What to do:
Please reproduce exactly the lines from the start of the records through the one containing "tile is read", and nothing more.

Stored data:
-------
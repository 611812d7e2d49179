//! Word scanner
//!
//! Walks every row left to right and every column top to bottom, collecting
//! maximal runs of adjacent tiles. A run of at least [`MIN_WORD_LENGTH`]
//! letters that the dictionary accepts becomes a found word. A tile is read
//! once per axis, so it can sit in one horizontal and one vertical word.

use super::board::{Grid, PlacedTile};
use super::dictionary::Dictionary;
use super::{Tile, TileId};
use std::collections::BTreeMap;

/// Shortest run that can score, whatever the dictionary says.
pub const MIN_WORD_LENGTH: usize = 3;

const VOWELS: [char; 5] = ['A', 'E', 'I', 'O', 'U'];

/// Direction a word was read in.
#[derive(Debug, Clone, Copy, PartialEq, Eq, Hash, PartialOrd, Ord)]
pub enum Axis {
    Horizontal,
    Vertical,
}

/// One valid word on the grid.
#[derive(Debug, Clone, PartialEq, Eq)]
pub struct FoundWord {
    /// Uppercase, as spelled by the tiles
    pub text: String,
    /// Tiles in reading order
    pub tiles: Vec<Tile>,
    pub axis: Axis,
}

impl FoundWord {
    pub fn letter_count(&self) -> usize {
        self.tiles.len()
    }

    /// Sum of the tile values in this word.
    pub fn value(&self) -> u32 {
        self.tiles.iter().map(|t| t.value).sum()
    }

    pub fn has_vowel(&self) -> bool {
        self.text.chars().any(|c| VOWELS.contains(&c))
    }
}

/// Everything the rules get to look at. Rebuilt from scratch on every scan.
#[derive(Debug, Clone, Default, PartialEq, Eq)]
pub struct ScanContext {
    words: Vec<FoundWord>,
    valid_tiles: BTreeMap<TileId, Tile>,
    base_points: u32,
    total_lengths: u32,
}

impl ScanContext {
    /// Found words: rows top to bottom, then columns left to right.
    /// The same text found in two places appears twice.
    pub fn words(&self) -> &[FoundWord] {
        &self.words
    }

    /// Text of each found word, in discovery order.
    pub fn word_texts(&self) -> Vec<&str> {
        self.words.iter().map(|w| w.text.as_str()).collect()
    }

    /// Every tile in at least one found word, keyed by id.
    pub fn valid_tiles(&self) -> &BTreeMap<TileId, Tile> {
        &self.valid_tiles
    }

    pub fn is_valid_tile(&self, id: TileId) -> bool {
        self.valid_tiles.contains_key(&id)
    }

    /// Sum of values of the valid tiles, each tile counted once.
    pub fn base_points(&self) -> u32 {
        self.base_points
    }

    /// Sum of the lengths of all found words.
    pub fn total_lengths(&self) -> u32 {
        self.total_lengths
    }

    fn record(&mut self, text: String, tiles: Vec<Tile>, axis: Axis) {
        self.total_lengths += tiles.len() as u32;
        for tile in &tiles {
            self.valid_tiles.insert(tile.id, *tile);
        }
        self.words.push(FoundWord { text, tiles, axis });
    }
}

/// Reads a grid against an injected dictionary.
pub struct WordScanner<'d> {
    dictionary: &'d dyn Dictionary,
}

impl<'d> WordScanner<'d> {
    pub fn new(dictionary: &'d dyn Dictionary) -> Self {
        Self { dictionary }
    }

    /// Scan the whole grid.
    pub fn scan(&self, grid: &Grid) -> ScanContext {
        let mut ctx = ScanContext::default();
        for y in 0..grid.height() {
            self.scan_line(grid.row(y), Axis::Horizontal, &mut ctx);
        }
        for x in 0..grid.width() {
            self.scan_line(grid.column(x), Axis::Vertical, &mut ctx);
        }
        ctx.base_points = ctx.valid_tiles.values().map(|t| t.value).sum();
        ctx
    }

    fn scan_line<'g>(
        &self,
        line: impl Iterator<Item = Option<&'g PlacedTile>>,
        axis: Axis,
        ctx: &mut ScanContext,
    ) {
        let mut text = String::new();
        let mut tiles: Vec<Tile> = Vec::new();

        for cell in line {
            match cell {
                Some(placed) => {
                    text.push(placed.letter());
                    tiles.push(placed.tile);
                }
                None => self.flush(&mut text, &mut tiles, axis, ctx),
            }
        }
        self.flush(&mut text, &mut tiles, axis, ctx);
    }

    fn flush(&self, text: &mut String, tiles: &mut Vec<Tile>, axis: Axis, ctx: &mut ScanContext) {
        let run = std::mem::take(text);
        let run_tiles = std::mem::take(tiles);
        if run_tiles.len() < MIN_WORD_LENGTH {
            return;
        }
        if self.dictionary.has_word(&run.to_lowercase()) {
            ctx.record(run, run_tiles, axis);
        }
    }
}

#[cfg(test)]
mod tests {
    use super::*;
    use crate::game::board::GRID_WIDTH;
    use crate::game::dictionary::WordList;
    use crate::game::letter_value;
    use crate::game::testing::lay;

    #[test]
    fn test_finds_horizontal_word() {
        let dict = WordList::from_words(["cat"]);
        let mut grid = Grid::default();
        lay(&mut grid, "CAT", 0, 0, Axis::Horizontal, 0);

        let ctx = WordScanner::new(&dict).scan(&grid);
        assert_eq!(ctx.word_texts(), vec!["CAT"]);
        assert_eq!(ctx.words()[0].axis, Axis::Horizontal);
        assert_eq!(ctx.base_points(), 5);
        assert_eq!(ctx.total_lengths(), 3);
    }

    #[test]
    fn test_finds_vertical_word() {
        let dict = WordList::from_words(["dog"]);
        let mut grid = Grid::default();
        lay(&mut grid, "DOG", 4, 2, Axis::Vertical, 0);

        let ctx = WordScanner::new(&dict).scan(&grid);
        assert_eq!(ctx.word_texts(), vec!["DOG"]);
        assert_eq!(ctx.words()[0].axis, Axis::Vertical);
        assert_eq!(ctx.base_points(), 5);
    }

    #[test]
    fn test_unknown_word_scores_nothing() {
        let dict = WordList::from_words(["cat"]);
        let mut grid = Grid::default();
        lay(&mut grid, "TAC", 0, 0, Axis::Horizontal, 0);

        let ctx = WordScanner::new(&dict).scan(&grid);
        assert!(ctx.words().is_empty());
        assert_eq!(ctx.base_points(), 0);
        assert!(!ctx.is_valid_tile(0));
    }

    #[test]
    fn test_two_letter_words_never_score() {
        let dict = WordList::from_words(["at", "it"]);
        let mut grid = Grid::default();
        lay(&mut grid, "AT", 0, 0, Axis::Horizontal, 0);

        let ctx = WordScanner::new(&dict).scan(&grid);
        assert!(ctx.words().is_empty());
        assert_eq!(ctx.total_lengths(), 0);
    }

    #[test]
    fn test_full_row_word() {
        let word = "DICTIONARIES";
        assert_eq!(word.len(), GRID_WIDTH);
        let dict = WordList::from_words(["dictionaries"]);
        let mut grid = Grid::default();
        lay(&mut grid, word, 0, 6, Axis::Horizontal, 0);

        let ctx = WordScanner::new(&dict).scan(&grid);
        assert_eq!(ctx.total_lengths(), 12);
        assert_eq!(ctx.valid_tiles().len(), 12);
        let expected: u32 = word.chars().map(|c| letter_value(c).unwrap()).sum();
        assert_eq!(ctx.base_points(), expected);
    }

    #[test]
    fn test_run_must_be_maximal() {
        // "CATS" is one run; "CAT" inside it is not read separately
        let dict = WordList::from_words(["cat"]);
        let mut grid = Grid::default();
        lay(&mut grid, "CATS", 0, 0, Axis::Horizontal, 0);

        let ctx = WordScanner::new(&dict).scan(&grid);
        assert!(ctx.words().is_empty());
    }

    #[test]
    fn test_gap_splits_runs() {
        let dict = WordList::from_words(["cat", "dog"]);
        let mut grid = Grid::default();
        lay(&mut grid, "CAT", 0, 0, Axis::Horizontal, 0);
        lay(&mut grid, "DOG", 4, 0, Axis::Horizontal, 10);

        let ctx = WordScanner::new(&dict).scan(&grid);
        assert_eq!(ctx.word_texts(), vec!["CAT", "DOG"]);
        assert_eq!(ctx.total_lengths(), 6);
    }

    #[test]
    fn test_word_touching_line_end() {
        let dict = WordList::from_words(["dog"]);
        let mut grid = Grid::default();
        lay(&mut grid, "DOG", GRID_WIDTH - 3, 0, Axis::Horizontal, 0);

        let ctx = WordScanner::new(&dict).scan(&grid);
        assert_eq!(ctx.word_texts(), vec!["DOG"]);
    }

    #[test]
    fn test_crossing_words_share_tile_once() {
        // CAT across, ARE down through the A
        let dict = WordList::from_words(["cat", "are"]);
        let mut grid = Grid::default();
        lay(&mut grid, "CAT", 0, 0, Axis::Horizontal, 0);
        lay(&mut grid, "RE", 1, 1, Axis::Vertical, 10);

        let ctx = WordScanner::new(&dict).scan(&grid);
        assert_eq!(ctx.word_texts(), vec!["CAT", "ARE"]);
        assert_eq!(ctx.total_lengths(), 6);
        assert_eq!(ctx.valid_tiles().len(), 5);
        // C3 A1 T1 R1 E1, the shared A counted once
        assert_eq!(ctx.base_points(), 7);
    }

    #[test]
    fn test_repeated_word_counted_per_occurrence() {
        let dict = WordList::from_words(["cat"]);
        let mut grid = Grid::default();
        lay(&mut grid, "CAT", 0, 0, Axis::Horizontal, 0);
        lay(&mut grid, "CAT", 0, 2, Axis::Horizontal, 10);

        let ctx = WordScanner::new(&dict).scan(&grid);
        assert_eq!(ctx.words().len(), 2);
        assert_eq!(ctx.total_lengths(), 6);
        assert_eq!(ctx.base_points(), 10);
        assert_eq!(ctx.words()[0].tiles[0].id, 0);
        assert_eq!(ctx.words()[1].tiles[0].id, 10);
    }

    #[test]
    fn test_empty_dictionary_and_grid() {
        let dict = WordList::empty();
        let mut grid = Grid::default();
        let ctx = WordScanner::new(&dict).scan(&grid);
        assert_eq!(ctx, ScanContext::default());

        lay(&mut grid, "CAT", 0, 0, Axis::Horizontal, 0);
        let ctx = WordScanner::new(&dict).scan(&grid);
        assert!(ctx.words().is_empty());
    }

    #[test]
    fn test_found_word_helpers() {
        let dict = WordList::from_words(["zag", "shh"]);
        let mut grid = Grid::default();
        lay(&mut grid, "ZAG", 0, 0, Axis::Horizontal, 0);
        lay(&mut grid, "SHH", 0, 2, Axis::Horizontal, 10);

        let ctx = WordScanner::new(&dict).scan(&grid);
        let zag = &ctx.words()[0];
        assert_eq!(zag.value(), 13);
        assert!(zag.has_vowel());
        assert!(!ctx.words()[1].has_vowel());
    }
}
-------
Task result:
repository 611812d7e2d49179
//! Word scanner
//!
//! Walks every row left to right and every column top to bottom, collecting
//! maximal runs of adjacent tiles. A run of at least [`MIN_WORD_LENGTH`]
//! letters that the dictionary accepts becomes a found word. A tile is read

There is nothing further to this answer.